### What is needed
Restate word for word the lines of the material below, from the line with "AllowOrigin::list(origins)" to the line with "Add tracing layer", both lines included, and no others.

### Records to process
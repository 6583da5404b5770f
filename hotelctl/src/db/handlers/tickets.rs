use crate::db::{
    errors::Result,
    models::tickets::{TicketDBResponse, TicketTypeDBResponse},
};
use crate::types::{EnrollmentId, TicketId, TicketStatus, TicketTypeId};
use chrono::{DateTime, Utc};
use sqlx::{FromRow, PgConnection};
use tracing::instrument;

// Flat row of the tickets/ticket_types join
#[derive(Debug, FromRow)]
struct TicketWithType {
    id: TicketId,
    enrollment_id: EnrollmentId,
    status: TicketStatus,
    created_at: DateTime<Utc>,
    updated_at: DateTime<Utc>,
    ticket_type_id: TicketTypeId,
    ticket_type_name: String,
    ticket_type_price: i32,
    is_remote: bool,
    includes_hotel: bool,
}

impl From<TicketWithType> for TicketDBResponse {
    fn from(row: TicketWithType) -> Self {
        Self {
            id: row.id,
            enrollment_id: row.enrollment_id,
            status: row.status,
            ticket_type: TicketTypeDBResponse {
                id: row.ticket_type_id,
                name: row.ticket_type_name,
                price: row.ticket_type_price,
                is_remote: row.is_remote,
                includes_hotel: row.includes_hotel,
            },
            created_at: row.created_at,
            updated_at: row.updated_at,
        }
    }
}

pub struct Tickets<'c> {
    db: &'c mut PgConnection,
}

impl<'c> Tickets<'c> {
    pub fn new(db: &'c mut PgConnection) -> Self {
        Self { db }
    }

    /// Get the ticket bought under an enrollment, with its ticket type
    #[instrument(skip(self), err)]
    pub async fn get_by_enrollment_id(&mut self, enrollment_id: EnrollmentId) -> Result<Option<TicketDBResponse>> {
        let row = sqlx::query_as::<_, TicketWithType>(
            r#"
            SELECT
                t.id,
                t.enrollment_id,
                t.status,
                t.created_at,
                t.updated_at,
                tt.id AS ticket_type_id,
                tt.name AS ticket_type_name,
                tt.price AS ticket_type_price,
                tt.is_remote,
                tt.includes_hotel
            FROM tickets t
            INNER JOIN ticket_types tt ON tt.id = t.ticket_type_id
            WHERE t.enrollment_id = $1
            "#,
        )
        .bind(enrollment_id)
        .fetch_optional(&mut *self.db)
        .await?;

        Ok(row.map(TicketDBResponse::from))
    }
}
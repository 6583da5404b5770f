//! Database layer for data persistence and access.
//!
//! ```text
//! ┌─────────────┐
//! │  Services   │  (eligibility chain, DTO shaping)
//! └──────┬──────┘
//!        │
//!        ↓
//! ┌─────────────┐
//! │   Stores    │  (db::store - trait per collaborator, PostgreSQL or in-memory)
//! └──────┬──────┘
//!        │
//!        ↓
//! ┌─────────────┐
//! │ Repositories│  (db::handlers - one per table, over a PgConnection)
//! └──────┬──────┘
//!        │
//!        ↓
//! ┌─────────────┐
//! │  PostgreSQL │
//! └─────────────┘
//! ```
//!
//! # Modules
//!
//! - [`handlers`]: Repository implementations (read queries)
//! - [`models`]: Database record structures matching table schemas
//! - [`store`]: Storage traits and their PostgreSQL / in-memory implementations
//! - [`errors`]: Database-specific error types
//!
//! # Migrations
//!
//! Migrations live in `migrations/` and are embedded at compile time. [`crate::migrator`] runs
//! them on startup unless `database.run_migrations` is disabled.

pub mod errors;
pub mod handlers;
pub mod models;
pub mod store;
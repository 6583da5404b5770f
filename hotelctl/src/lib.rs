//! # hotelctl: Hotel availability for event ticket holders
//!
//! `hotelctl` serves the hotel catalogue of an event platform. Attendees whose ticket includes
//! accommodation can list the partner hotels and look at the rooms each one offers. Everyone else
//! is told why they can't: no enrollment or ticket yet (`404`), or a ticket that doesn't pay for a
//! hotel (`402`).
//!
//! ## Architecture
//!
//! The application is built on [Axum](https://github.com/tokio-rs/axum) for the HTTP layer and
//! uses PostgreSQL for persistence. Enrollments, tickets and hotels are written by other parts of
//! the platform; this service only reads them.
//!
//! ### Request Flow
//!
//! A request to `/hotels` first passes through the [`CurrentUser`](api::models::users::CurrentUser)
//! extractor, which verifies the bearer JWT and checks that its session is still stored. The
//! handler then asks [`services::HotelService`] for the data. The service re-checks eligibility on
//! every call (enrollment, then ticket, then ticket type and payment status) before reading
//! hotels through the [`db::store::Storage`] traits.
//!
//! ### Core Components
//!
//! - [`api`]: route handlers and response models
//! - [`auth`]: session tokens and the authentication extractor
//! - [`services`]: eligibility rules and response shaping
//! - [`db`]: repositories, storage traits, PostgreSQL and in-memory stores
//! - [`config`]: YAML + environment configuration
//! - [`telemetry`]: tracing setup
//!
//! ## Quick Start
//!
//! ```no_run
//! use clap::Parser;
//! use hotelctl::{Application, Config};
//!
//! #[tokio::main]
//! async fn main() -> anyhow::Result<()> {
//!     let args = hotelctl::config::Args::parse();
//!     let config = Config::load(&args)?;
//!
//!     hotelctl::telemetry::init_telemetry(config.log_format)?;
//!
//!     let app = Application::new(config).await?;
//!     app.serve(async {
//!         tokio::signal::ctrl_c().await.expect("Failed to listen for Ctrl+C");
//!     }).await?;
//!
//!     Ok(())
//! }
//! ```
//!
//! ## Database Setup
//!
//! Migrations run on startup unless `database.run_migrations` is false:
//!
//! ```no_run
//! # use sqlx::PgPool;
//! # async fn example(pool: PgPool) -> Result<(), sqlx::migrate::MigrateError> {
//! hotelctl::migrator().run(&pool).await?;
//! # Ok(())
//! # }
//! ```
pub mod api;
pub mod auth;
pub mod config;
pub mod db;
pub mod errors;
pub mod openapi;
pub mod services;
pub mod telemetry;
#[cfg(any(test, feature = "test-utils"))]
pub mod test_utils;
mod types;

use std::{sync::Arc, time::Duration};

use axum::{
    Json, Router,
    http::{self, HeaderValue},
    routing::get,
};
use bon::Builder;
pub use config::Config;
use config::{CorsOrigin, PoolSettings};
use db::store::{PgStore, Storage};
use sqlx::{PgPool, postgres::PgPoolOptions};
use tokio::net::TcpListener;
use tower_http::{
    cors::{AllowOrigin, CorsLayer},
    trace::{DefaultMakeSpan, DefaultOnRequest, DefaultOnResponse, TraceLayer},
};
use tracing::{Level, debug, info, instrument};
use utoipa::OpenApi;
use utoipa_scalar::{Scalar, Servable};

use crate::openapi::ApiDoc;

pub use types::{HotelId, RoomId, TicketStatus, UserId};

/// Application state shared across all request handlers.
///
/// ```ignore
/// let state = AppState::builder()
///     .config(config)
///     .storage(Arc::new(PgStore::new(pool)))
///     .build();
/// ```
#[derive(Clone, Builder)]
pub struct AppState {
    pub config: Config,
    pub storage: Arc<dyn Storage>,
}

/// Get the hotelctl database migrator
pub fn migrator() -> sqlx::migrate::Migrator {
    sqlx::migrate!("./migrations")
}

fn pool_options(settings: &PoolSettings) -> PgPoolOptions {
    let mut options = PgPoolOptions::new()
        .max_connections(settings.max_connections)
        .min_connections(settings.min_connections)
        .acquire_timeout(Duration::from_secs(settings.acquire_timeout_secs));

    // 0 means "never"
    options = options.idle_timeout((settings.idle_timeout_secs > 0).then(|| Duration::from_secs(settings.idle_timeout_secs)));
    options.max_lifetime((settings.max_lifetime_secs > 0).then(|| Duration::from_secs(settings.max_lifetime_secs)))
}

/// Connect to PostgreSQL and, if configured, bring the schema up to date.
async fn setup_database(config: &Config) -> anyhow::Result<PgPool> {
    let pool = pool_options(&config.database.pool).connect(&config.database.url).await?;

    if config.database.run_migrations {
        info!("Running database migrations...");
        migrator().run(&pool).await?;
    }

    Ok(pool)
}

fn create_cors_layer(config: &Config) -> anyhow::Result<CorsLayer> {
    let cors_config = &config.auth.cors;

    let allow_origin = if cors_config.allowed_origins.contains(&CorsOrigin::Wildcard) {
        anyhow::ensure!(!cors_config.allow_credentials, "CORS credentials cannot be allowed for a '*' origin");
        AllowOrigin::any()
    } else {
        let mut origins = Vec::new();
        for origin in &cors_config.allowed_origins {
            if let CorsOrigin::Url(url) = origin {
                // Origins are compared byte-for-byte; `Url` always adds a trailing slash
                origins.push(url.as_str().trim_end_matches('/').parse::<HeaderValue>()?);
            }
        }
        AllowOrigin::list(origins)
    };

    let mut cors = CorsLayer::new()
        .allow_origin(allow_origin)
        .allow_methods([http::Method::GET])
        .allow_headers([http::header::AUTHORIZATION, http::header::CONTENT_TYPE])
        .allow_credentials(cors_config.allow_credentials);

    if let Some(max_age) = cors_config.max_age {
        cors = cors.max_age(Duration::from_secs(max_age));
    }

    Ok(cors)
}

async fn healthz() -> &'static str {
    "OK"
}

async fn openapi_json() -> Json<utoipa::openapi::OpenApi> {
    Json(ApiDoc::openapi())
}

/// Build the application router: hotel routes, health check, API docs, CORS and tracing.
///
/// # Errors
///
/// Returns an error if a CORS origin is not a valid header value, or if credentials are allowed for
/// a `*` origin.
#[instrument(skip_all)]
pub fn build_router(state: &AppState) -> anyhow::Result<Router> {
    let router = Router::new()
        .route("/hotels", get(api::handlers::hotels::list_hotels))
        .route("/hotels/{hotel_id}", get(api::handlers::hotels::get_hotel))
        .route("/healthz", get(healthz))
        .route("/api-docs/openapi.json", get(openapi_json))
        .with_state(state.clone())
        .merge(Scalar::with_url("/docs", ApiDoc::openapi()));

    let router = router.layer(create_cors_layer(&state.config)?);

    // Add tracing layer
    let router = router.layer(
        TraceLayer::new_for_http()
            .make_span_with(DefaultMakeSpan::new().level(Level::INFO))
            .on_request(DefaultOnRequest::new().level(Level::INFO))
            .on_response(DefaultOnResponse::new().level(Level::INFO)),
    );

    Ok(router)
}

/// The assembled server: router, state, and the pool it owns (if any).
pub struct Application {
    router: Router,
    config: Config,
    pool: Option<PgPool>,
}

impl Application {
    /// Create a new application instance backed by PostgreSQL
    pub async fn new(config: Config) -> anyhow::Result<Self> {
        debug!("Starting hotelctl with configuration: {:#?}", config);

        let pool = setup_database(&config).await?;
        let storage: Arc<dyn Storage> = Arc::new(PgStore::new(pool.clone()));

        let mut app = Self::with_storage(config, storage)?;
        app.pool = Some(pool);
        Ok(app)
    }

    /// Create an application over an arbitrary storage backend. No database is connected.
    pub fn with_storage(config: Config, storage: Arc<dyn Storage>) -> anyhow::Result<Self> {
        let app_state = AppState::builder().config(config.clone()).storage(storage).build();
        let router = build_router(&app_state)?;

        Ok(Self {
            router,
            config,
            pool: None,
        })
    }

    /// Convert application into a test server (for tests)
    #[cfg(test)]
    pub fn into_test_server(self) -> axum_test::TestServer {
        axum_test::TestServer::new(self.router.into_make_service()).expect("Failed to create test server")
    }

    /// Start serving the application
    pub async fn serve<F>(self, shutdown: F) -> anyhow::Result<()>
    where
        F: std::future::Future<Output = ()> + Send + 'static,
    {
        let bind_addr = self.config.bind_address();
        let listener = TcpListener::bind(&bind_addr).await?;
        info!("hotelctl listening on http://{}, docs at http://localhost:{}/docs", bind_addr, self.config.port);

        // Run the server with graceful shutdown
        axum::serve(listener, self.router.into_make_service())
            .with_graceful_shutdown(shutdown)
            .await?;

        if let Some(pool) = self.pool {
            info!("Closing database connections...");
            pool.close().await;
        }

        Ok(())
    }
}
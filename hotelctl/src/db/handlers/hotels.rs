use crate::db::{
    errors::Result,
    models::hotels::{HotelDBResponse, HotelWithRoomsDBResponse, RoomDBResponse},
};
use crate::types::HotelId;
use sqlx::PgConnection;
use tracing::instrument;

pub struct Hotels<'c> {
    db: &'c mut PgConnection,
}

impl<'c> Hotels<'c> {
    pub fn new(db: &'c mut PgConnection) -> Self {
        Self { db }
    }

    /// List every hotel, without rooms
    #[instrument(skip(self), err)]
    pub async fn list(&mut self) -> Result<Vec<HotelDBResponse>> {
        let hotels = sqlx::query_as::<_, HotelDBResponse>("SELECT id, name, image, created_at, updated_at FROM hotels ORDER BY id")
            .fetch_all(&mut *self.db)
            .await?;

        Ok(hotels)
    }

    /// Get a hotel by ID with all of its rooms
    #[instrument(skip(self), err)]
    pub async fn get_with_rooms(&mut self, id: HotelId) -> Result<Option<HotelWithRoomsDBResponse>> {
        let Some(hotel) =
            sqlx::query_as::<_, HotelDBResponse>("SELECT id, name, image, created_at, updated_at FROM hotels WHERE id = $1")
                .bind(id)
                .fetch_optional(&mut *self.db)
                .await?
        else {
            return Ok(None);
        };

        let rooms = sqlx::query_as::<_, RoomDBResponse>(
            r#"
            SELECT id, name, capacity, hotel_id, created_at, updated_at
            FROM rooms
            WHERE hotel_id = $1
            ORDER BY id
            "#,
        )
        .bind(id)
        .fetch_all(&mut *self.db)
        .await?;

        Ok(Some(HotelWithRoomsDBResponse { hotel, rooms }))
    }
}
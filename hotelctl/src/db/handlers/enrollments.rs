use crate::db::{errors::Result, models::enrollments::EnrollmentDBResponse};
use crate::types::UserId;
use sqlx::PgConnection;
use tracing::instrument;

pub struct Enrollments<'c> {
    db: &'c mut PgConnection,
}

impl<'c> Enrollments<'c> {
    pub fn new(db: &'c mut PgConnection) -> Self {
        Self { db }
    }

    #[instrument(skip(self), err)]
    pub async fn get_by_user_id(&mut self, user_id: UserId) -> Result<Option<EnrollmentDBResponse>> {
        let enrollment = sqlx::query_as::<_, EnrollmentDBResponse>(
            "SELECT id, user_id, name, created_at, updated_at FROM enrollments WHERE user_id = $1",
        )
        .bind(user_id)
        .fetch_optional(&mut *self.db)
        .await?;

        Ok(enrollment)
    }
}
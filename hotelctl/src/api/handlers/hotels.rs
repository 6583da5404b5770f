//! Hotel listing and hotel detail endpoints.

use crate::{
    AppState,
    api::models::{
        hotels::{HotelResponse, HotelWithRoomsResponse},
        users::CurrentUser,
    },
    errors::{Error, Result},
    services::HotelService,
    types::HotelId,
};
use axum::{
    Json,
    extract::{Path, State},
};

/// Parse the `hotelId` route segment. Anything but a positive integer is rejected.
fn parse_hotel_id(raw: &str) -> Result<HotelId> {
    match raw.parse::<HotelId>() {
        Ok(id) if id > 0 => Ok(id),
        _ => Err(Error::BadRequest {
            message: format!("Invalid hotel id: {raw}"),
        }),
    }
}

#[utoipa::path(
    get,
    path = "/hotels",
    tag = "hotels",
    summary = "List hotels",
    description = "List every hotel. Only available to users holding a paid, in-person ticket that includes accommodation.",
    responses(
        (status = 200, description = "Hotels", body = [HotelResponse]),
        (status = 401, description = "Missing, invalid or revoked session token"),
        (status = 402, description = "The user's ticket does not include a hotel, is remote, or is not paid"),
        (status = 404, description = "No enrollment, no ticket, or no hotels"),
        (status = 500, description = "Internal server error"),
    ),
    security(
        ("BearerAuth" = [])
    )
)]
pub async fn list_hotels(State(state): State<AppState>, current_user: CurrentUser) -> Result<Json<Vec<HotelResponse>>> {
    let hotels = HotelService::new(state.storage.clone()).list_hotels(current_user.id).await?;
    Ok(Json(hotels))
}

#[utoipa::path(
    get,
    path = "/hotels/{hotel_id}",
    tag = "hotels",
    summary = "Get hotel with rooms",
    description = "Get a single hotel and all of its rooms. `Rooms` is an empty array when the hotel has none.",
    params(
        ("hotel_id" = i32, Path, description = "Hotel ID"),
    ),
    responses(
        (status = 200, description = "Hotel with its rooms", body = HotelWithRoomsResponse),
        (status = 400, description = "Hotel ID is not a positive integer"),
        (status = 401, description = "Missing, invalid or revoked session token"),
        (status = 402, description = "The user's ticket does not include a hotel, is remote, or is not paid"),
        (status = 404, description = "No enrollment, no ticket, or no such hotel"),
        (status = 500, description = "Internal server error"),
    ),
    security(
        ("BearerAuth" = [])
    )
)]
pub async fn get_hotel(
    State(state): State<AppState>,
    current_user: CurrentUser,
    Path(hotel_id): Path<String>,
) -> Result<Json<HotelWithRoomsResponse>> {
    let hotel_id = parse_hotel_id(&hotel_id)?;
    let hotel = HotelService::new(state.storage.clone())
        .get_hotel_with_rooms(current_user.id, hotel_id)
        .await?;
    Ok(Json(hotel))
}

#[cfg(test)]
mod tests {
    use super::parse_hotel_id;
    use crate::auth::session::create_session_token;
    use crate::db::store::InMemoryStore;
    use crate::test_utils::{create_eligible_user, create_test_app, create_test_config, create_test_server, create_user_with_ticket};
    use crate::types::TicketStatus;
    use axum::http::StatusCode;
    use chrono::{TimeZone, Utc};
    use serde_json::{Value, json};
    use sqlx::PgPool;

    #[test]
    fn test_parse_hotel_id() {
        assert_eq!(parse_hotel_id("12").unwrap(), 12);
        for raw in ["0", "-3", "abc", "1.5", "", "99999999999"] {
            assert!(parse_hotel_id(raw).is_err(), "accepted {raw:?}");
        }
    }

    #[test_log::test(tokio::test)]
    async fn test_requests_without_token_are_unauthorized() {
        let store = InMemoryStore::new();
        let server = create_test_server(&store);

        server.get("/hotels").await.assert_status(StatusCode::UNAUTHORIZED);
        server.get("/hotels/1").await.assert_status(StatusCode::UNAUTHORIZED);
        // Authentication runs before the path is validated
        server.get("/hotels/abc").await.assert_status(StatusCode::UNAUTHORIZED);
    }

    #[tokio::test]
    async fn test_invalid_token_is_unauthorized() {
        let store = InMemoryStore::new();
        let server = create_test_server(&store);

        let response = server.get("/hotels").authorization_bearer("not-a-jwt").await;
        response.assert_status(StatusCode::UNAUTHORIZED);
    }

    #[tokio::test]
    async fn test_token_without_session_is_unauthorized() {
        let store = InMemoryStore::new();
        let server = create_test_server(&store);
        // Signed correctly, but the session was never stored
        let token = create_session_token(1, &create_test_config()).unwrap();

        server
            .get("/hotels")
            .authorization_bearer(&token)
            .await
            .assert_status(StatusCode::UNAUTHORIZED);
    }

    #[tokio::test]
    async fn test_valid_session_without_enrollment_is_not_found() {
        let store = InMemoryStore::new();
        let server = create_test_server(&store);
        let token = create_session_token(1, &create_test_config()).unwrap();
        store.create_session(1, &token);

        server.get("/hotels").authorization_bearer(&token).await.assert_status_not_found();
        server.get("/hotels/1").authorization_bearer(&token).await.assert_status_not_found();
    }

    #[tokio::test]
    async fn test_unpaid_ticket_is_payment_required() {
        let store = InMemoryStore::new();
        let server = create_test_server(&store);
        let now = Utc::now();
        let hotel = store.create_hotel("Hotel", "https://img/h.png", now, now);

        let token = create_user_with_ticket(&store, 1, TicketStatus::Reserved, false, true);
        server
            .get("/hotels")
            .authorization_bearer(&token)
            .await
            .assert_status(StatusCode::PAYMENT_REQUIRED);
        server
            .get(&format!("/hotels/{}", hotel.id))
            .authorization_bearer(&token)
            .await
            .assert_status(StatusCode::PAYMENT_REQUIRED);

        let token = create_user_with_ticket(&store, 2, TicketStatus::Paid, true, true);
        server
            .get("/hotels")
            .authorization_bearer(&token)
            .await
            .assert_status(StatusCode::PAYMENT_REQUIRED);

        let token = create_user_with_ticket(&store, 3, TicketStatus::Paid, false, false);
        let response = server.get(&format!("/hotels/{}", hotel.id)).authorization_bearer(&token).await;
        response.assert_status(StatusCode::PAYMENT_REQUIRED);
        response.assert_text("You need to pay to proceed this action");
    }

    #[tokio::test]
    async fn test_no_hotels_is_not_found() {
        let store = InMemoryStore::new();
        let server = create_test_server(&store);
        let token = create_eligible_user(&store, 1);

        server.get("/hotels").authorization_bearer(&token).await.assert_status_not_found();
        server.get("/hotels/1").authorization_bearer(&token).await.assert_status_not_found();
    }

    #[tokio::test]
    async fn test_list_hotels() {
        let store = InMemoryStore::new();
        let server = create_test_server(&store);
        let token = create_eligible_user(&store, 1);
        let created = Utc.with_ymd_and_hms(2024, 1, 2, 3, 4, 5).unwrap();
        let hotel = store.create_hotel("Seaside", "https://img/seaside.png", created, created);

        let response = server.get("/hotels").authorization_bearer(&token).await;

        response.assert_status_ok();
        response.assert_json(&json!([{
            "id": hotel.id,
            "name": "Seaside",
            "image": "https://img/seaside.png",
            "createdAt": "2024-01-02T03:04:05.000Z",
            "updatedAt": "2024-01-02T03:04:05.000Z"
        }]));
    }

    #[tokio::test]
    async fn test_hotel_without_rooms() {
        let store = InMemoryStore::new();
        let server = create_test_server(&store);
        let token = create_eligible_user(&store, 1);
        let now = Utc::now();
        let hotel = store.create_hotel("Empty", "https://img/e.png", now, now);

        let response = server.get(&format!("/hotels/{}", hotel.id)).authorization_bearer(&token).await;

        response.assert_status_ok();
        let body: Value = response.json();
        assert_eq!(body["id"], hotel.id);
        assert_eq!(body["name"], "Empty");
        assert_eq!(body["image"], "https://img/e.png");
        assert_eq!(body["Rooms"], json!([]));
    }

    #[tokio::test]
    async fn test_hotel_with_rooms() {
        let store = InMemoryStore::new();
        let server = create_test_server(&store);
        let token = create_eligible_user(&store, 1);
        let created = Utc.with_ymd_and_hms(2024, 5, 6, 7, 8, 9).unwrap();
        let hotel = store.create_hotel("Busy", "https://img/b.png", created, created);
        let room = store.create_room(hotel.id, "Penthouse", 3, created, created);
        store.create_room(hotel.id, "Garden", 2, created, created);

        let response = server.get(&format!("/hotels/{}", hotel.id)).authorization_bearer(&token).await;

        response.assert_status_ok();
        let body: Value = response.json();
        let rooms = body["Rooms"].as_array().unwrap();
        assert_eq!(rooms.len(), 2);
        assert_eq!(
            rooms[0],
            json!({
                "id": room.id,
                "name": "Penthouse",
                "capacity": 3,
                "hotelId": hotel.id,
                "createdAt": "2024-05-06T07:08:09.000Z",
                "updatedAt": "2024-05-06T07:08:09.000Z"
            })
        );
    }

    #[tokio::test]
    async fn test_unknown_hotel_is_not_found() {
        let store = InMemoryStore::new();
        let server = create_test_server(&store);
        let token = create_eligible_user(&store, 1);
        let now = Utc::now();
        let hotel = store.create_hotel("Only", "https://img/o.png", now, now);

        server
            .get(&format!("/hotels/{}", hotel.id + 1000))
            .authorization_bearer(&token)
            .await
            .assert_status_not_found();
    }

    #[tokio::test]
    async fn test_invalid_hotel_id_is_bad_request() {
        let store = InMemoryStore::new();
        let server = create_test_server(&store);
        let token = create_eligible_user(&store, 1);

        for path in ["/hotels/abc", "/hotels/0", "/hotels/-1"] {
            server
                .get(path)
                .authorization_bearer(&token)
                .await
                .assert_status(StatusCode::BAD_REQUEST);
        }
    }

    #[tokio::test]
    async fn test_repeated_requests_return_identical_bodies() {
        let store = InMemoryStore::new();
        let server = create_test_server(&store);
        let token = create_eligible_user(&store, 1);
        let now = Utc::now();
        let hotel = store.create_hotel("Stable", "https://img/s.png", now, now);
        store.create_room(hotel.id, "A", 1, now, now);

        let path = format!("/hotels/{}", hotel.id);
        let first = server.get(&path).authorization_bearer(&token).await.text();
        let second = server.get(&path).authorization_bearer(&token).await.text();
        assert_eq!(first, second);

        let first = server.get("/hotels").authorization_bearer(&token).await.text();
        let second = server.get("/hotels").authorization_bearer(&token).await.text();
        assert_eq!(first, second);
    }

    #[sqlx::test]
    #[test_log::test]
    async fn test_get_hotel_from_postgres(pool: PgPool) {
        let user_id: i32 = sqlx::query_scalar("INSERT INTO users (email, password_hash) VALUES ('guest@example.com', 'x') RETURNING id")
            .fetch_one(&pool)
            .await
            .unwrap();
        let enrollment_id: i32 = sqlx::query_scalar("INSERT INTO enrollments (user_id, name) VALUES ($1, 'Guest') RETURNING id")
            .bind(user_id)
            .fetch_one(&pool)
            .await
            .unwrap();
        let ticket_type_id: i32 = sqlx::query_scalar(
            "INSERT INTO ticket_types (name, price, is_remote, includes_hotel) VALUES ('In person + hotel', 60000, false, true) RETURNING id",
        )
        .fetch_one(&pool)
        .await
        .unwrap();
        sqlx::query("INSERT INTO tickets (ticket_type_id, enrollment_id, status) VALUES ($1, $2, 'PAID')")
            .bind(ticket_type_id)
            .bind(enrollment_id)
            .execute(&pool)
            .await
            .unwrap();
        let hotel_id: i32 = sqlx::query_scalar("INSERT INTO hotels (name, image) VALUES ('Seaside', 'https://img.example.com/1.png') RETURNING id")
            .fetch_one(&pool)
            .await
            .unwrap();
        for (name, capacity) in [("101", 2), ("102", 3)] {
            sqlx::query("INSERT INTO rooms (name, capacity, hotel_id) VALUES ($1, $2, $3)")
                .bind(name)
                .bind(capacity)
                .bind(hotel_id)
                .execute(&pool)
                .await
                .unwrap();
        }

        let token = create_session_token(user_id, &create_test_config()).unwrap();
        sqlx::query("INSERT INTO sessions (user_id, token) VALUES ($1, $2)")
            .bind(user_id)
            .bind(&token)
            .execute(&pool)
            .await
            .unwrap();

        let server = create_test_app(pool);

        let response = server.get(&format!("/hotels/{hotel_id}")).authorization_bearer(&token).await;
        response.assert_status_ok();
        let body: Value = response.json();
        assert_eq!(body["id"], hotel_id);
        assert_eq!(body["name"], "Seaside");
        let rooms = body["Rooms"].as_array().unwrap();
        assert_eq!(rooms.len(), 2);
        assert_eq!(rooms[0]["name"], "101");
        assert_eq!(rooms[1]["capacity"], 3);
        assert!(rooms.iter().all(|room| room["hotelId"] == hotel_id));

        let list: Value = server.get("/hotels").authorization_bearer(&token).await.json();
        assert_eq!(list.as_array().map(Vec::len), Some(1));

        server
            .get(&format!("/hotels/{}", hotel_id + 1000))
            .authorization_bearer(&token)
            .await
            .assert_status_not_found();
    }
}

### Written solution
        AllowOrigin::list(origins)
    };

    let mut cors = CorsLayer::new()
        .allow_origin(allow_origin)
        .allow_methods([http::Method::GET])
        .allow_headers([http::header::AUTHORIZATION, http::header::CONTENT_TYPE])
        .allow_credentials(cors_config.allow_credentials);

    if let Some(max_age) = cors_config.max_age {
        cors = cors.max_age(Duration::from_secs(max_age));
    }

    Ok(cors)
}

async fn healthz() -> &'static str {
    "OK"
}

async fn openapi_json() -> Json<utoipa::openapi::OpenApi> {
    Json(ApiDoc::openapi())
}

/// Build the application router: hotel routes, health check, API docs, CORS and tracing.
///
/// # Errors
///
/// Returns an error if a CORS origin is not a valid header value, or if credentials are allowed for
/// a `*` origin.
#[instrument(skip_all)]
pub fn build_router(state: &AppState) -> anyhow::Result<Router> {
    let router = Router::new()
        .route("/hotels", get(api::handlers::hotels::list_hotels))
        .route("/hotels/{hotel_id}", get(api::handlers::hotels::get_hotel))
        .route("/healthz", get(healthz))
        .route("/api-docs/openapi.json", get(openapi_json))
        .with_state(state.clone())
        .merge(Scalar::with_url("/docs", ApiDoc::openapi()));

    let router = router.layer(create_cors_layer(&state.config)?);

    // Add tracing layer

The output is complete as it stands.